Подошел трамвай – самый обычный звенящий трамвай, и молодые люди сели в него. Гарри внимательно посмотрел на Антонио. Тот выглядел усталым; вечером его ждала очередная смена на кирпичном заводе. Гарри с грустью подумал, что у Берни больше общего с этим парнем, чем с ним.

Гарри лежал на кровати, слезы щипали уголки его глаз. Он вспомнил, как в поезде по дороге домой Берни сказал, что не собирается возвращаться в Кембридж. Мол, с него хватит этой жизни в отрыве от реальных событий, он отправится в Лондон, где идет классовая борьба. Гарри надеялся, что друг передумает, но этого не случилось. Осенью Берни не вернулся в Кембридж. Некоторое время они переписывались, но послания Берни, где он рассказывал о забастовках и антифашистских демонстрациях, были столь же чужды Гарри, как и истории о темных делишках Сэнди Форсайта, и через некоторое время переписка прервалась.

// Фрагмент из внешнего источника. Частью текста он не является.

use alloc::vec::Vec;
use enough::Stop;

use crate::error::CodecError;
use crate::format::FormatDescriptor;
use crate::library::Flags;
use crate::limits::Limits;
use crate::metadata::Metadata;
use crate::pixel::PixelBuffer;
use crate::request::Request;
use crate::session::BitmapSession;

/// Pixels to encode, with optional metadata to attach.
#[derive(Clone, Debug, PartialEq)]
pub struct Image {
    pub pixels: PixelBuffer,
    pub meta: Option<Metadata>,
}

impl Image {
    pub fn new(pixels: PixelBuffer) -> Self {
        Self { pixels, meta: None }
    }

    pub fn with_meta(mut self, meta: Metadata) -> Self {
        self.meta = Some(meta);
        self
    }
}

impl From<PixelBuffer> for Image {
    fn from(pixels: PixelBuffer) -> Self {
        Self::new(pixels)
    }
}

impl From<crate::DecodedImage> for Image {
    fn from(decoded: crate::DecodedImage) -> Self {
        Self {
            pixels: decoded.pixels,
            meta: Some(decoded.meta),
        }
    }
}

/// Encodes images with one native format.
#[derive(Clone, Debug)]
pub struct Writer<'a> {
    descriptor: &'a FormatDescriptor,
    flags: Flags,
    limits: Option<&'a Limits>,
}

impl<'a> Writer<'a> {
    pub(crate) fn new(descriptor: &'a FormatDescriptor) -> Self {
        Self {
            descriptor,
            flags: Flags::default(),
            limits: None,
        }
    }

    /// Native save flags, forwarded verbatim.
    pub fn with_flags(mut self, flags: Flags) -> Self {
        self.flags = flags;
        self
    }

    pub fn with_limits(mut self, limits: &'a Limits) -> Self {
        self.limits = Some(limits);
        self
    }

    pub fn descriptor(&self) -> &'a FormatDescriptor {
        self.descriptor
    }

    /// Encode `image` and store the bytes on `request`.
    pub fn write_pixels(
        &self,
        image: &Image,
        request: &mut Request,
        stop: impl Stop,
    ) -> Result<(), CodecError> {
        let bytes = self.encode(request.name(), image, &stop)?;
        request.set_bytes(bytes);
        Ok(())
    }

    /// Encode `image`, using `name` only as a hint for the native library.
    pub fn encode(&self, name: &str, image: &Image, stop: &dyn Stop) -> Result<Vec<u8>, CodecError> {
        let pixels = &image.pixels;
        if let Some(limits) = self.limits {
            limits.check_bitmap(pixels.width(), pixels.height(), pixels.layout())?;
        }
        stop.check()?;
        let mut session = BitmapSession::open(
            self.descriptor.library(),
            name,
            self.descriptor.format_id(),
            self.flags,
        )?;
        session.allocate(pixels)?;
        session.write_image_data(pixels)?;
        session.write_meta_data(image.meta.as_ref())?;
        stop.check()?;
        let bytes = session.save_to_bytes()?;
        session.close();
        Ok(bytes)
    }

    /// Writing metadata without pixels is not supported.
    pub fn write_info(&self, _request: &mut Request, _meta: &Metadata) -> Result<(), CodecError> {
        Err(CodecError::Unsupported(alloc::format!(
            "{} cannot save metadata without image data",
            self.descriptor.name()
        )))
    }
}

Гарри встал, его охватило беспокойство. Нужно было уйти из этой квартиры, тишина действовала ему на нервы. Он умылся, сменил рубашку и спустился по темной лестнице.

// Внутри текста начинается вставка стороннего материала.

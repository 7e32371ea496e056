//! Easing functions for smooth animations.
//!
//! Easing functions map a linear progress value (0.0 to 1.0) to a transformed
//! value that creates smoother, more natural-looking animations.

use std::f32::consts::PI;

/// Available easing functions.
#[derive(Debug, Clone, Copy, PartialEq, Eq, Default)]
pub enum Easing {
    /// Linear interpolation (no easing).
    #[default]
    Linear,
    /// Quadratic ease-in (starts slow, accelerates).
    EaseIn,
    /// Quadratic ease-out (starts fast, decelerates).
    EaseOut,
    /// Quadratic ease-in-out (smooth start and end).
    EaseInOut,
    /// Sinusoidal ease-in-out.
    EaseInOutSine,
}

/// Apply an easing function to a progress value.
///
/// `t` is clamped to 0.0..=1.0 before the curve is applied.
#[inline]
pub fn ease(easing: Easing, t: f32) -> f32 {
    let t = t.clamp(0.0, 1.0);

    match easing {
        Easing::Linear => t,
        Easing::EaseIn => t * t,
        Easing::EaseOut => 1.0 - (1.0 - t) * (1.0 - t),
        Easing::EaseInOut => {
            if t < 0.5 {
                2.0 * t * t
            } else {
                1.0 - (-2.0 * t + 2.0).powi(2) / 2.0
            }
        }
        Easing::EaseInOutSine => -((PI * t).cos() - 1.0) / 2.0,
    }
}

/// Interpolate between two values using an easing function.
#[inline]
pub fn lerp_eased(easing: Easing, start: f32, end: f32, t: f32) -> f32 {
    let eased_t = ease(easing, t);
    start + (end - start) * eased_t
}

На площади было тихо, слабо пахло то ли мочой из углов, то ли неисправной канализацией. Гарри вспомнил картинку у себя на стене, какой романтический налет она придавала жизни в нужде. В 1931-м он был молод и наивен, но его привязанность к образу, запечатленному на открытке, сохранилась: девушка, улыбающаяся цыгану. В тридцать первом он думал, что изображенная сценка скоро останется в прошлом. Как и Берни, он надеялся, что Испания пойдет по пути прогресса. Однако Республика привела к хаосу, потом к Гражданской войне, а теперь – к фашизму. Гарри остановился перед витриной пекарни. Там мало что было: несколько простых батонов – barras de pan – и ни одного пирожного, которые так любят испанцы. Однажды Берни слопал пять штук за день, а вечером заел паэльей, и ему было очень плохо.

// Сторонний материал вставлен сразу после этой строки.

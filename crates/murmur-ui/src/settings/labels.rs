//! Settings property identifiers and label resolution.
//!
//! Every user-facing settings property has a `PropertyId`. Labels are
//! resolved through a single exhaustive `match` so that adding a variant
//! without a label is a compile error, not a runtime surprise.

/// A user-facing settings property.
#[derive(Debug, Clone, Copy, PartialEq, Eq, Hash)]
pub enum PropertyId {
    DisplayName,
    StatusMessage,
    NotificationsEnabled,
    NotificationSound,
    MessagePreview,
    ReadReceipts,
    TypingIndicators,
    LastSeenVisibility,
    Passcode,
    BlockedContacts,
    MediaAutoDownload,
    Theme,
    FontSize,
}

impl PropertyId {
    /// Every property, in display order.
    pub const ALL: [PropertyId; 13] = [
        PropertyId::DisplayName,
        PropertyId::StatusMessage,
        PropertyId::NotificationsEnabled,
        PropertyId::NotificationSound,
        PropertyId::MessagePreview,
        PropertyId::ReadReceipts,
        PropertyId::TypingIndicators,
        PropertyId::LastSeenVisibility,
        PropertyId::Passcode,
        PropertyId::BlockedContacts,
        PropertyId::MediaAutoDownload,
        PropertyId::Theme,
        PropertyId::FontSize,
    ];
}

/// The English display label for a property.
///
/// Pure and total: no default arm, so the compiler rejects an unmapped
/// variant.
pub fn property_label(property: PropertyId) -> &'static str {
    match property {
        PropertyId::DisplayName => "Display Name",
        PropertyId::StatusMessage => "Status Message",
        PropertyId::NotificationsEnabled => "Notifications",
        PropertyId::NotificationSound => "Notification Sound",
        PropertyId::MessagePreview => "Message Preview",
        PropertyId::ReadReceipts => "Read Receipts",
        PropertyId::TypingIndicators => "Typing Indicators",
        PropertyId::LastSeenVisibility => "Last Seen",
        PropertyId::Passcode => "Passcode",
        PropertyId::BlockedContacts => "Blocked Contacts",
        PropertyId::MediaAutoDownload => "Auto-Download Media",
        PropertyId::Theme => "Theme",
        PropertyId::FontSize => "Font Size",
    }
}

/// A value carried by a property selection.
#[derive(Debug, Clone, PartialEq)]
pub enum PropertyValue {
    Bool(bool),
    Int(i64),
    Text(String),
}

/// Resolves property labels for a locale.
///
/// Resolution must be deterministic: the same property always yields the
/// identical string.
pub trait Localizer: Send + Sync {
    /// The display label for `property`.
    fn label(&self, property: PropertyId) -> String;
}

/// The built-in English localizer.
#[derive(Debug, Clone, Copy, Default)]
pub struct DefaultLocalizer;

impl Localizer for DefaultLocalizer {
    fn label(&self, property: PropertyId) -> String {
        property_label(property).to_owned()
    }
}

Мимо прошли двое рабочих, они окинули Гарри враждебными взглядами. Еще бы, он был в хорошо сшитом пиджаке и галстуке. На углу площади он заметил церковь, сожженную, вероятно, в 1936-м. Богато украшеный фасад еще стоял, но крыша обвалилась, сквозь поросшие сорняками оконные проемы виднелось небо. Крупное объявление, написанное ярким карандашом, сообщало, что месса проводится в соседнем доме священника. Оттуда доносились слова Символа веры. ¡Arriba España! – «Вперед, Испания!» – таким призывом завершалось объявление.

Гарри уже немного ориентировался. Если пойдет вверх, окажется на Пласа-Майор. По пути находился «Эль торо» – бар, где они познакомились с Педро, некогда прибежище социалистов. Он отправился туда, на узкой улице его шаги подзвучивало гулкое эхо, приятный вечерний ветерок холодил кожу. Хорошо, что он решил прогуляться.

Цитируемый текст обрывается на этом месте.